I’ve been in this business for 40 years,” says Pershing LLC CEO Richard Brueckner, “and I’ve never been as enthusiastic about the industry.” At the opening general session of the 11th annual Pershing InSite conference in Hallandale, Florida, on June 3, Brueckner recalled the significant changes that have occurred in the industry since last year’s conference, and recounted Alan Greenspan saying last year at InSite that “we’re in the 7th inning” of the downturn, but also the former Fed chief’s warning that we be in a “26-inning game.” Brueckner told the 1,600 attendees and 114 exhibitors that Dr. Greenspan “couldn’t have been more right,” and that despite the encouraging performance of the market since early March, “it’s too soon to call the game.”

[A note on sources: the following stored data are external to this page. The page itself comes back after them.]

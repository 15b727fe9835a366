//! Artifact installation and permission hardening.

use async_trait::async_trait;
use tracing::debug;

use super::build::{locate_frontend_output, locate_jar};
use super::{Phase, PhaseContext, PhaseReport, RunState};
use crate::config::NGINX_GROUP;
use crate::error::Result;
use crate::host::{FilePerms, TreePerms};
use crate::planner::PhaseKind;

const DIR_MODE: u32 = 0o750;
const FILE_MODE: u32 = 0o640;

/// Left in place when the web root is mirrored; certbot answers challenges from it.
const ACME_DIR: &str = ".well-known";

/// Installs the jar and the frontend bundle.
pub struct DeployPhase;

#[async_trait]
impl Phase for DeployPhase {
    fn kind(&self) -> PhaseKind {
        PhaseKind::Deploy
    }

    async fn apply(&self, ctx: &PhaseContext<'_>, run: &mut RunState) -> Result<PhaseReport> {
        let host = ctx.host;
        let layout = ctx.layout;
        let user = &layout.service_user;
        let mut report = PhaseReport::new();

        let jar = match run.backend_artifact.clone() {
            Some(jar) => jar,
            None => locate_jar(ctx).await?,
        };
        let bundle = match run.frontend_output.clone() {
            Some(dir) => dir,
            None => locate_frontend_output(ctx).await?,
        };

        let app_perms = TreePerms {
            owner: user.clone(),
            group: user.clone(),
            dir_mode: DIR_MODE,
            file_mode: FILE_MODE,
        };
        let web_perms = TreePerms {
            owner: user.clone(),
            group: String::from(NGINX_GROUP),
            dir_mode: DIR_MODE,
            file_mode: FILE_MODE,
        };

        if host
            .ensure_dir(&layout.app_dir, &FilePerms::owned(DIR_MODE, user, user))
            .await?
        {
            report.created(format!("Created {}", layout.app_dir.display()));
        }

        let wanted = host.file_digest(&jar).await?;
        let installed = host.file_digest(&layout.jar_path).await?;
        if wanted.is_some() && wanted == installed {
            debug!("Installed jar matches {}", jar.display());
        } else {
            host.copy_file(&jar, &layout.jar_path, &FilePerms::owned(FILE_MODE, user, user))
                .await?;
            run.jar_changed = true;
            run.files_written.push(layout.jar_path.clone());
            let message = format!("Installed {}", layout.jar_path.display());
            if installed.is_some() {
                report.updated(message);
            } else {
                report.created(message);
            }
        }

        if host
            .ensure_dir(&layout.web_root, &FilePerms::owned(DIR_MODE, user, NGINX_GROUP))
            .await?
        {
            report.created(format!("Created {}", layout.web_root.display()));
        }
        let sync = host
            .mirror_tree(&bundle, &layout.web_root, &[String::from(ACME_DIR)])
            .await?;
        if sync.changed() {
            report.updated(format!("Published frontend to {} ({sync})", layout.web_root.display()));
        }

        let fixed = host.apply_tree_perms(&layout.app_dir, &app_perms).await?
            + host.apply_tree_perms(&layout.web_root, &web_perms).await?;
        if fixed > 0 {
            debug!("Hardened permissions on {fixed} entries");
        }

        Ok(report)
    }
}

#[cfg(test)]
mod tests {
    use super::super::build::BuildPhase;
    use super::super::sources::SourcesPhase;
    use super::super::testing::Harness;
    use super::*;
    use crate::planner::PhaseStatus;
    use std::path::{Path, PathBuf};

    async fn prepare(harness: &mut Harness) {
        let (ctx, run) = harness.parts();
        SourcesPhase.apply(&ctx, run).await.unwrap();
        BuildPhase.apply(&ctx, run).await.unwrap();
    }

    #[tokio::test]
    async fn test_installs_with_hardened_perms() {
        let mut harness = Harness::new();
        prepare(&mut harness).await;
        let (ctx, run) = harness.parts();

        let report = DeployPhase.apply(&ctx, run).await.unwrap();
        assert_eq!(report.status(), PhaseStatus::Created);
        assert!(harness.run.jar_changed);

        let state = harness.host.lock().clone();
        assert!(state.files.contains_key(Path::new("/opt/webapp/app/webapp.jar")));
        assert_eq!(
            state.perms.get(Path::new("/opt/webapp/app/webapp.jar")),
            Some(&FilePerms::owned(0o640, "webapp", "webapp"))
        );
        assert_eq!(
            state.perms.get(Path::new("/var/www/webapp/index.html")),
            Some(&FilePerms::owned(0o640, "webapp", "nginx"))
        );
        assert_eq!(
            state.perms.get(Path::new("/var/www/webapp")),
            Some(&FilePerms::owned(0o750, "webapp", "nginx"))
        );
    }

    #[tokio::test]
    async fn test_unchanged_artifacts_are_skipped() {
        let mut harness = Harness::new();
        prepare(&mut harness).await;
        {
            let (ctx, run) = harness.parts();
            DeployPhase.apply(&ctx, run).await.unwrap();
        }
        harness.host.clear_mutations();
        harness.run = RunState::default();

        let (ctx, run) = harness.parts();
        let report = DeployPhase.apply(&ctx, run).await.unwrap();
        assert_eq!(report.status(), PhaseStatus::Skipped);
        assert!(!harness.run.jar_changed);
        assert!(harness.host.mutations().is_empty());
    }

    #[tokio::test]
    async fn test_acme_challenges_survive_publish() {
        let mut harness = Harness::new();
        prepare(&mut harness).await;
        let token = PathBuf::from("/var/www/webapp/.well-known/acme-challenge/token");
        harness.host.lock().files.insert(token.clone(), b"proof".to_vec());

        let (ctx, run) = harness.parts();
        DeployPhase.apply(&ctx, run).await.unwrap();
        assert!(harness.host.lock().files.contains_key(&token));
    }
}
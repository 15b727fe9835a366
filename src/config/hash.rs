//! Configuration and content hashing.
//!
//! The config fingerprint goes into the summary and the log so two runs can
//! be told apart; content digests decide whether a file needs rewriting.

use sha2::{Digest, Sha256};

use super::spec::DeployConfig;

/// Hasher for computing configuration and content hashes.
#[derive(Debug, Default)]
pub struct ConfigHasher;

impl ConfigHasher {
    /// Creates a new configuration hasher.
    #[must_use]
    pub const fn new() -> Self {
        Self
    }

    /// Computes a hash of the entire deployment configuration.
    ///
    /// The database password enters only as its own digest.
    #[must_use]
    pub fn hash_config(&self, config: &DeployConfig) -> String {
        let mut hasher = Sha256::new();

        field(&mut hasher, config.domain.as_bytes());
        field(&mut hasher, config.contact_email.as_deref().unwrap_or("").as_bytes());
        field(&mut hasher, config.app_name().as_bytes());

        field(&mut hasher, config.database.name.as_bytes());
        field(&mut hasher, config.database.user.as_bytes());
        field(&mut hasher, self.hash_bytes(config.database.password.as_bytes()).as_bytes());

        field(&mut hasher, config.sources.backend.as_os_str().as_encoded_bytes());
        field(&mut hasher, config.sources.frontend.as_os_str().as_encoded_bytes());
        let mut exclude: Vec<_> = config.sources.exclude.iter().collect();
        exclude.sort();
        for name in exclude {
            field(&mut hasher, name.as_bytes());
        }

        for path in [&config.tls.cert_path, &config.tls.key_path, &config.tls.chain_path] {
            let bytes = path.as_ref().map_or(&[][..], |p| p.as_os_str().as_encoded_bytes());
            field(&mut hasher, bytes);
        }

        hasher.update(config.app.port.to_be_bytes());
        field(&mut hasher, config.app.api_prefix.as_bytes());
        field(&mut hasher, config.app.java_opts.as_bytes());
        hasher.update(config.app.restart_sec.to_be_bytes());
        hasher.update(config.app.limit_nofile.to_be_bytes());
        field(&mut hasher, config.app.memory_max.as_bytes());

        field(&mut hasher, config.health.path.as_bytes());
        hasher.update(config.health.attempts.to_be_bytes());
        hasher.update(config.health.interval_secs.to_be_bytes());

        // Sets, so order must not matter.
        let mut services: Vec<_> = config.firewall.services.iter().collect();
        services.sort();
        for service in services {
            field(&mut hasher, service.as_bytes());
        }
        let mut packages: Vec<_> = config.packages.required.iter().collect();
        packages.sort();
        for package in packages {
            field(&mut hasher, package.as_bytes());
        }

        hex::encode(hasher.finalize())
    }

    /// SHA-256 of raw bytes, hex encoded.
    #[must_use]
    pub fn hash_bytes(&self, bytes: &[u8]) -> String {
        hex::encode(Sha256::digest(bytes))
    }

    /// Returns true if two byte strings have the same digest.
    #[must_use]
    pub fn content_matches(&self, current: &[u8], desired: &[u8]) -> bool {
        current.len() == desired.len() && self.hash_bytes(current) == self.hash_bytes(desired)
    }

    /// Computes a short hash (first 8 characters) for display purposes.
    #[must_use]
    pub fn short_hash(&self, hash: &str) -> String {
        hash.chars().take(8).collect()
    }
}

/// Length-prefixes a field so adjacent values cannot run together.
fn field(hasher: &mut Sha256, bytes: &[u8]) {
    hasher.update((bytes.len() as u64).to_be_bytes());
    hasher.update(bytes);
}
//! Google Weather lookups exposed as an agent tool.
//!
//! The crate provides:
//! - Configuration resolution (`${NAME}` expansion, API key fallbacks)
//! - Location resolution from coordinates, "lat,lon" strings or place names
//! - Forward geocoding through the Google Maps Geocoding API
//! - Current conditions, hourly and daily forecast lookups
//! - An MCP server adapter hosting the tool over rmcp

pub mod config;
pub mod constants;
pub mod error;
pub mod geocode;
pub mod location;
pub mod models;
pub mod service;
pub mod tool;
pub mod weather;

pub use config::{JsonObject, ResolvedSettings, ToolConfiguration, UnitsSystem};
pub use error::{ConfigError, GeocodeError, WeatherError};
pub use geocode::GoogleGeocoder;
pub use location::{parse_lat_lon, resolve_location, Geocoder};
pub use models::{Action, ActionRequest, Coordinates, ResponseBody, ToolResult};
pub use service::WeatherServer;
pub use tool::{GoogleWeatherTool, Tool};
pub use weather::{WeatherClient, WeatherQuery};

Brueckner thans noted a recent survey that found that 80% of investors are thinking about changing their advisors. “Is that,” he asked the advisors in the audience, “an opportunity or a threat?”
Brueckner said that many people now believe that the current downturn is “looking like a classic recession,” and observed that while the markets are starting to act more normally, “we’re not out of the woods yet,” because of the nation’s high level of debt, and that’s before the nation addresses the biggest issue on the financial and social horizon, the looming healthcare bill that’s coming due.
Brueckner says that Pershing does expect increased regulation, likely on the “Twin Peaks model” as expressed in the G30 report of last October, which called for a separation of regulatory responsibilities between a regulator that performs a “safety and soundness supervision function” and another that focuses on the conduct of business.
The systemic regulator, he suggested, is likely to be the Federal Reserve, acting as a coordinator of other regulators, and called for a new agencty that should consumers when they buy any financial products.
While Brueckner says he believed a universal fiduciary standard is on the horizon, he forecast that it “won’t be easy to implement,” and called on attendees to not “be a bystander in this process, but to weigh in” with industry associations and legislators, to ensure that whatever system is developed, that it be an “investor-centric” one.